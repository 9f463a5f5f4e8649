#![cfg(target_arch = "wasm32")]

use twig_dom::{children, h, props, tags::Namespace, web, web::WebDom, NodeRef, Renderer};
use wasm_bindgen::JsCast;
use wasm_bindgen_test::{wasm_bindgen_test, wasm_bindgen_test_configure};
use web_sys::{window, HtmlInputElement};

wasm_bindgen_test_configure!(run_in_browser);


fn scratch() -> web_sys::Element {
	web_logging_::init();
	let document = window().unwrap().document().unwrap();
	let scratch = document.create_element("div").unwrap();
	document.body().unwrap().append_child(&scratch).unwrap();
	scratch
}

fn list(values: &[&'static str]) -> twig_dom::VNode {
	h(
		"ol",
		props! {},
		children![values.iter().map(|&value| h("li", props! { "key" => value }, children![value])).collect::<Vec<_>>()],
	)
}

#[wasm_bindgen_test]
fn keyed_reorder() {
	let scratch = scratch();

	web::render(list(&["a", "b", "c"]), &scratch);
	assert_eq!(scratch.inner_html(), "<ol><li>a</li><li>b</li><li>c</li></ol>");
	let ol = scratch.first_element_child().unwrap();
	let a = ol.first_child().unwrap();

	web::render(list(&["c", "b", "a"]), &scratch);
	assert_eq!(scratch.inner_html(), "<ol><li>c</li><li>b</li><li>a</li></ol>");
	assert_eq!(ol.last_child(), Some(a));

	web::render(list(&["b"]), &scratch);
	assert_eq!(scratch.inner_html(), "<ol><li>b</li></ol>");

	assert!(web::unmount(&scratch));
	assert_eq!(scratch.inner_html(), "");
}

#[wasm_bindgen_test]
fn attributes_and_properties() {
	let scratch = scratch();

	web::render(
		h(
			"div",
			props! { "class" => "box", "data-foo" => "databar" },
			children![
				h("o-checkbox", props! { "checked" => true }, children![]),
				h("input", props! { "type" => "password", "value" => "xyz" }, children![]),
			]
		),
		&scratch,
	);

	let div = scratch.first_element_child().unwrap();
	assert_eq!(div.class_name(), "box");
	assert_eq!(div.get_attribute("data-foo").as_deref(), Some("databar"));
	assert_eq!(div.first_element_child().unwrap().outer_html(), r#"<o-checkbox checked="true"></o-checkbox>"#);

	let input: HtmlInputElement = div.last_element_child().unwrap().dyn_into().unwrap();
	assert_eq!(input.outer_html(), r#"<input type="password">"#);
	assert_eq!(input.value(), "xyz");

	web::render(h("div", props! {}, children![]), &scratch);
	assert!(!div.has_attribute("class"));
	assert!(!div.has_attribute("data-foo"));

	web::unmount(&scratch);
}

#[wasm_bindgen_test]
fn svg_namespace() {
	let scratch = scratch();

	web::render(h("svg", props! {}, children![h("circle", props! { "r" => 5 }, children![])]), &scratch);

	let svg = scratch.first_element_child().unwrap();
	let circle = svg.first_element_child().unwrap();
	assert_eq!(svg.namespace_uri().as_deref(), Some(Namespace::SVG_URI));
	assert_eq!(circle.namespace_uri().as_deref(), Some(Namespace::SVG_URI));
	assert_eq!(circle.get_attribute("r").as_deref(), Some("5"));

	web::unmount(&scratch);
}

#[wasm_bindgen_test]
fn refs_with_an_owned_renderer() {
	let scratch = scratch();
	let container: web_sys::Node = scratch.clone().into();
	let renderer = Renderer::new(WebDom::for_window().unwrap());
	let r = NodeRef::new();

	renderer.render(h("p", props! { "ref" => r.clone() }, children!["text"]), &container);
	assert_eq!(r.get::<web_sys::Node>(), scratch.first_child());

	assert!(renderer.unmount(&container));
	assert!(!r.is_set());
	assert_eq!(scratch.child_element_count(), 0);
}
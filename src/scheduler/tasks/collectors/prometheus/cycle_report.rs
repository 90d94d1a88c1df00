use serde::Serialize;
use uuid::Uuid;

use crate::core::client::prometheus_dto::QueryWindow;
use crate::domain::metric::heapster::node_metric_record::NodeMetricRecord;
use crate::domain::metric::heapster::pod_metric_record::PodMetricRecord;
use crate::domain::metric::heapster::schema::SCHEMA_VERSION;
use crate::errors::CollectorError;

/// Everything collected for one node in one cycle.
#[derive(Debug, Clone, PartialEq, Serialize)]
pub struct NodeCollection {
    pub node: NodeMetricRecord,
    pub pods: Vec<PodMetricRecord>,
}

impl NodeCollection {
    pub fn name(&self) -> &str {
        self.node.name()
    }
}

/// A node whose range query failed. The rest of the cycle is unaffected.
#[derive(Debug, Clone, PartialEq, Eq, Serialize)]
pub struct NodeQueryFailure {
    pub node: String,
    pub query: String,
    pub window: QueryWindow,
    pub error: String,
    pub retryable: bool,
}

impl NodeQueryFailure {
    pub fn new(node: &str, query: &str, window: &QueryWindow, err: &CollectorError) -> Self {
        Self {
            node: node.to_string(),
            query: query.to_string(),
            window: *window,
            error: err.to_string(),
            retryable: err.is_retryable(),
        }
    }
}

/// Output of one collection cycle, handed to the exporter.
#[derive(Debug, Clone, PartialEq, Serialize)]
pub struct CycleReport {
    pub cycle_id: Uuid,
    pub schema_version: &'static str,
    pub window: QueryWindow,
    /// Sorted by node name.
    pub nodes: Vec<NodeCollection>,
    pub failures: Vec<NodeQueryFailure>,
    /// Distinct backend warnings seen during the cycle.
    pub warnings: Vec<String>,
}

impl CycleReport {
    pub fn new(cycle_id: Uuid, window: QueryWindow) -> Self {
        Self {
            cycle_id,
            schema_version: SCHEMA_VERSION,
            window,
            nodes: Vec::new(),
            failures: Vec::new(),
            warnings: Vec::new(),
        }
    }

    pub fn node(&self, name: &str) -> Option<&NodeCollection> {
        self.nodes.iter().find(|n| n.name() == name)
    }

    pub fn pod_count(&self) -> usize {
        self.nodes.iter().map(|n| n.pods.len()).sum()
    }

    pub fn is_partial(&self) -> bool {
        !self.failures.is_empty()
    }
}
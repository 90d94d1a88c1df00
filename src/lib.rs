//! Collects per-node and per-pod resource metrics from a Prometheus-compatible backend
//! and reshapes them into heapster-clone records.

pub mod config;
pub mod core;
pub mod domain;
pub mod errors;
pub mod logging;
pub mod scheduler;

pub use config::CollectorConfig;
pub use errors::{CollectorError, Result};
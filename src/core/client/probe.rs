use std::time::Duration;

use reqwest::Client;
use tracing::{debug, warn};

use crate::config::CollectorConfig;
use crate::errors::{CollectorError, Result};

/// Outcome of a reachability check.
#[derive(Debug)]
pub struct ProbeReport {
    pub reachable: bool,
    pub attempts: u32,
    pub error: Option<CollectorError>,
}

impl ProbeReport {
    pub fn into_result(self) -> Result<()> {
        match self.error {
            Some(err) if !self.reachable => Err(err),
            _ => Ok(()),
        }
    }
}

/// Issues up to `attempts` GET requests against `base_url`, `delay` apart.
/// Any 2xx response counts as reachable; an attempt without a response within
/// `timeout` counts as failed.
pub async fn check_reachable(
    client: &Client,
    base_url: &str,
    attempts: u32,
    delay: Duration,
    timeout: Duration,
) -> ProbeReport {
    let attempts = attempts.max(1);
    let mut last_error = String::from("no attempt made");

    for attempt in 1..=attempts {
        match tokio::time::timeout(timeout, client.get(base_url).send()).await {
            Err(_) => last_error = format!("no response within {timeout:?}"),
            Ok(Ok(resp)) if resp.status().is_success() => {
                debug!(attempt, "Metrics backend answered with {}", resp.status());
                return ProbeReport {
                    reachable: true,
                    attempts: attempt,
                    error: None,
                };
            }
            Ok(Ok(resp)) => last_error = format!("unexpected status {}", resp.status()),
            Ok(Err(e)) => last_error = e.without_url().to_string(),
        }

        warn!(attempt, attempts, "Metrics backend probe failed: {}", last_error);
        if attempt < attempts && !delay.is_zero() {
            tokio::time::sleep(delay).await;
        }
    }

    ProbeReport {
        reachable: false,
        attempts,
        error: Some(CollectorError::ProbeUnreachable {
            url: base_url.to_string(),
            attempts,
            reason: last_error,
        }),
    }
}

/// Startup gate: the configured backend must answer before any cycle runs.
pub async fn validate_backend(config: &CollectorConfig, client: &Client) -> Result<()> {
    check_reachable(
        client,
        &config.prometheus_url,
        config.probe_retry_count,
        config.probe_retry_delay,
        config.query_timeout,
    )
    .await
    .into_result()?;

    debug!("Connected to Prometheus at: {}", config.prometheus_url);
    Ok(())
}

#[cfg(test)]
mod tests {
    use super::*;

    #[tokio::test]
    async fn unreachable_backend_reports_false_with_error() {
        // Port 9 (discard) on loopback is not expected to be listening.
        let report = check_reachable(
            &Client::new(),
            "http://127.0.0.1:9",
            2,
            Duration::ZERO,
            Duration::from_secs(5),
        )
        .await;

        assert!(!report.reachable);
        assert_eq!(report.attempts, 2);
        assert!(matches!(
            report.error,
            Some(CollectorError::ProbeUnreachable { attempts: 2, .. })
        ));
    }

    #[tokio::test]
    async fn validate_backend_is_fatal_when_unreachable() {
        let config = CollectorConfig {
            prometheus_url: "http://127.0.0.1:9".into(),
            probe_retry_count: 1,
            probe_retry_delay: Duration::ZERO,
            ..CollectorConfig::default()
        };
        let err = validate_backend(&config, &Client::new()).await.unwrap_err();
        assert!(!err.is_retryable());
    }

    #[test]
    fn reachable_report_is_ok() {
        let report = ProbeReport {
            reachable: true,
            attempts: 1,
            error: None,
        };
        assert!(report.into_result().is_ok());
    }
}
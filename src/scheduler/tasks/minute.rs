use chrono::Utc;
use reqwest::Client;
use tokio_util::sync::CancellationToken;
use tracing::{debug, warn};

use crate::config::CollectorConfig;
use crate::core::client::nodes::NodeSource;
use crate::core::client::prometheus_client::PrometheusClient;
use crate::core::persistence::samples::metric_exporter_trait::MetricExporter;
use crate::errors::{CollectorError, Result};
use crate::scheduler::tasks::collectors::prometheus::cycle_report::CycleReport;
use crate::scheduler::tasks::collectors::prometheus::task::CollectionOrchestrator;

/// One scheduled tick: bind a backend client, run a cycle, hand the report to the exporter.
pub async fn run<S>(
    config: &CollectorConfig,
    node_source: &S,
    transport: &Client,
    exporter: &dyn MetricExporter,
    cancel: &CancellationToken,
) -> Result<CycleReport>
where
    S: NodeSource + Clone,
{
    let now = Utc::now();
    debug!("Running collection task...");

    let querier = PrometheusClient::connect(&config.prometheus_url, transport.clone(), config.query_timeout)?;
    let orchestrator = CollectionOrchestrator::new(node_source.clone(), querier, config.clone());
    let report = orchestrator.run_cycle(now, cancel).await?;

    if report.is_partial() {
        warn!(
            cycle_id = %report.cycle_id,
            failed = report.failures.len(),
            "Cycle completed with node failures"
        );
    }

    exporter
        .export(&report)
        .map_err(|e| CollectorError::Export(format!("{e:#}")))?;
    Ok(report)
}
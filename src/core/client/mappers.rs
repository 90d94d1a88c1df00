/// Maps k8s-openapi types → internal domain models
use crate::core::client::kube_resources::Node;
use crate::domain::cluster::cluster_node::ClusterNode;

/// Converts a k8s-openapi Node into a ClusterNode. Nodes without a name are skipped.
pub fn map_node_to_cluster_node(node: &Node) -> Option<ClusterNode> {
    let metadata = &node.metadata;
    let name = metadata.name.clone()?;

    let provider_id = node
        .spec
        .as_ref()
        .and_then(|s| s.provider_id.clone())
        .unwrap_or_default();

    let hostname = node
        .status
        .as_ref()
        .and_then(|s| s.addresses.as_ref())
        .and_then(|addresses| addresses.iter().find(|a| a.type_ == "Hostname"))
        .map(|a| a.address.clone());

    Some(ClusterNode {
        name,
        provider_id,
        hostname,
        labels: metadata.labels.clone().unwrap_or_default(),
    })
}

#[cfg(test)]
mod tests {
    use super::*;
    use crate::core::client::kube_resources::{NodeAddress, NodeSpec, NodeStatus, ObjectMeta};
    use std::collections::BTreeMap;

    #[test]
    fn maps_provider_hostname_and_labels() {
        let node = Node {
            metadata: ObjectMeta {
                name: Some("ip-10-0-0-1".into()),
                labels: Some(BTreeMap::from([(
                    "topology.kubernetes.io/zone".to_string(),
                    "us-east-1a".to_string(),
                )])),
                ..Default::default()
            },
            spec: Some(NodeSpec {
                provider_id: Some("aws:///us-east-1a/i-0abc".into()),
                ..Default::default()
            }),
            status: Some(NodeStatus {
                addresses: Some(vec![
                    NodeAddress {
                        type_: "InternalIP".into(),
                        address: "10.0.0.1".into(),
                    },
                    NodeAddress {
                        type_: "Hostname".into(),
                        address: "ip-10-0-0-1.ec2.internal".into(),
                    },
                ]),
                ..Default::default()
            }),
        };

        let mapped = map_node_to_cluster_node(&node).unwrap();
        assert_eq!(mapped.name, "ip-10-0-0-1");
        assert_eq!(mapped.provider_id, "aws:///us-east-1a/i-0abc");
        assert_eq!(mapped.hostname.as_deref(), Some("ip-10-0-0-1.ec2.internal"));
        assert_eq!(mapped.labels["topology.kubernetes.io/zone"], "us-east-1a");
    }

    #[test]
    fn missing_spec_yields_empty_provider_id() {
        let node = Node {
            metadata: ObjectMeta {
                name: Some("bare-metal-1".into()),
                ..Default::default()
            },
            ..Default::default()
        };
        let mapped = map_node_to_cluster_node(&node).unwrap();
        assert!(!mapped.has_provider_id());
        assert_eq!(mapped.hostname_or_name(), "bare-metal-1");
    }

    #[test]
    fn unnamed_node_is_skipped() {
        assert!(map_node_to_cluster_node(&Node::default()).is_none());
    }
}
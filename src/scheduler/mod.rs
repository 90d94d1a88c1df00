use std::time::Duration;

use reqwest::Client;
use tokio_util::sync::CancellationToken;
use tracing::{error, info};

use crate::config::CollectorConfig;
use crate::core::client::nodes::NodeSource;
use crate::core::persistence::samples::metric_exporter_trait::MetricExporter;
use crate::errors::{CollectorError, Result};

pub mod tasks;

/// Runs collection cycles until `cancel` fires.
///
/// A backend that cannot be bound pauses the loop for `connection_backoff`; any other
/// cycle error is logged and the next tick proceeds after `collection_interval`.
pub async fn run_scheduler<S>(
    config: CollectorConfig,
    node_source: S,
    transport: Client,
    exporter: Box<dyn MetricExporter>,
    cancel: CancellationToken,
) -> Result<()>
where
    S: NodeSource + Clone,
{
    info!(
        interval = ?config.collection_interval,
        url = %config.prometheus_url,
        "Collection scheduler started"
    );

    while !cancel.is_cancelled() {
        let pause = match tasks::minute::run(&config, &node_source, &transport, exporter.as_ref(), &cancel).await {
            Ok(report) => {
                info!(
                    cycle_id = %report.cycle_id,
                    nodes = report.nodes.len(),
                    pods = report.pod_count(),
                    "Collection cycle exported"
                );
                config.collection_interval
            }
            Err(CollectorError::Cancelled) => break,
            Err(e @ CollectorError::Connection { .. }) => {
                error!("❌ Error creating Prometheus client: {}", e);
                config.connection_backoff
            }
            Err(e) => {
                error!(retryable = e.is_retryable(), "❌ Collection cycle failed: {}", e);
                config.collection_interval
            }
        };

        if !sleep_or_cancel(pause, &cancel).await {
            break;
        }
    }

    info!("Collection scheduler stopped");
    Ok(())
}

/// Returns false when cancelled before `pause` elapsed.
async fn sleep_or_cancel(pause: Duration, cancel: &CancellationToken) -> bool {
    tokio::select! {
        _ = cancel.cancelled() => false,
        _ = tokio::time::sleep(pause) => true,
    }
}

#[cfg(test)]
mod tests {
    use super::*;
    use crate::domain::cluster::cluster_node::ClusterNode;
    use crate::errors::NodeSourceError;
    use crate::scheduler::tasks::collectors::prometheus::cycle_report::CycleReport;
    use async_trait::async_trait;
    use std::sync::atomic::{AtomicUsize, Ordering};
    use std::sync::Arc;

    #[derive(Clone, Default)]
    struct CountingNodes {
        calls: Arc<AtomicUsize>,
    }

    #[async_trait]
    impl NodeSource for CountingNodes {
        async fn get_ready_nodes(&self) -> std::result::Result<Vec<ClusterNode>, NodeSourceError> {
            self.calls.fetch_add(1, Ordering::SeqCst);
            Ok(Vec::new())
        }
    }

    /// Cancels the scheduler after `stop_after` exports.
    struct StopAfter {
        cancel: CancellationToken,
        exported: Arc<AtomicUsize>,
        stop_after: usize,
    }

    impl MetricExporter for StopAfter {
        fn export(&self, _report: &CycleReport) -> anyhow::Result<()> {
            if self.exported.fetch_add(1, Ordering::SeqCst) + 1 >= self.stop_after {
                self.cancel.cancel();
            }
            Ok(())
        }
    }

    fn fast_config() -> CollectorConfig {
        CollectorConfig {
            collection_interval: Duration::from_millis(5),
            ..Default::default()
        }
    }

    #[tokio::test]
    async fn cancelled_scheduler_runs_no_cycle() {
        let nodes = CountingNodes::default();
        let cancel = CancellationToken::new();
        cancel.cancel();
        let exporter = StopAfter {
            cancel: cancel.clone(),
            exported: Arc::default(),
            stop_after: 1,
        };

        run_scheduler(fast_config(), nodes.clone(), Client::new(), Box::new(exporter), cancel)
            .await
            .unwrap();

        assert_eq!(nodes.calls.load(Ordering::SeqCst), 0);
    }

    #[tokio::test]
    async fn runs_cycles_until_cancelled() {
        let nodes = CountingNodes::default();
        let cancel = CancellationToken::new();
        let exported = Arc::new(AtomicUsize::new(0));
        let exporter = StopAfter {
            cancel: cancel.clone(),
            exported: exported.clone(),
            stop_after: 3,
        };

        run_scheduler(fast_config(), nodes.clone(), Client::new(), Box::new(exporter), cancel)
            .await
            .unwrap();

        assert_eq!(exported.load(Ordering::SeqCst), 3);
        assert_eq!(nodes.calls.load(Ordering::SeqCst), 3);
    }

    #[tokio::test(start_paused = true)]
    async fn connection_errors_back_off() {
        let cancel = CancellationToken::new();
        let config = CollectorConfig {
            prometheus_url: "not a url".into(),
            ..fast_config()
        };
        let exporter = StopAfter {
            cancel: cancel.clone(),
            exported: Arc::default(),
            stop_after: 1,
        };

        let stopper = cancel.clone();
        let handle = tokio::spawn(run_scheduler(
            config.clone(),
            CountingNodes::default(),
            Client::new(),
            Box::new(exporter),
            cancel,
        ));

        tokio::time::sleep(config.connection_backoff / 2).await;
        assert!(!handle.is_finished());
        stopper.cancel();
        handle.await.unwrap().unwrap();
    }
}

···

What is required
Where does the word "handle" appear in the listing? List each line that holds it.

Solution
        let handle = tokio::spawn(run_scheduler(
        assert!(!handle.is_finished());
        handle.await.unwrap().unwrap();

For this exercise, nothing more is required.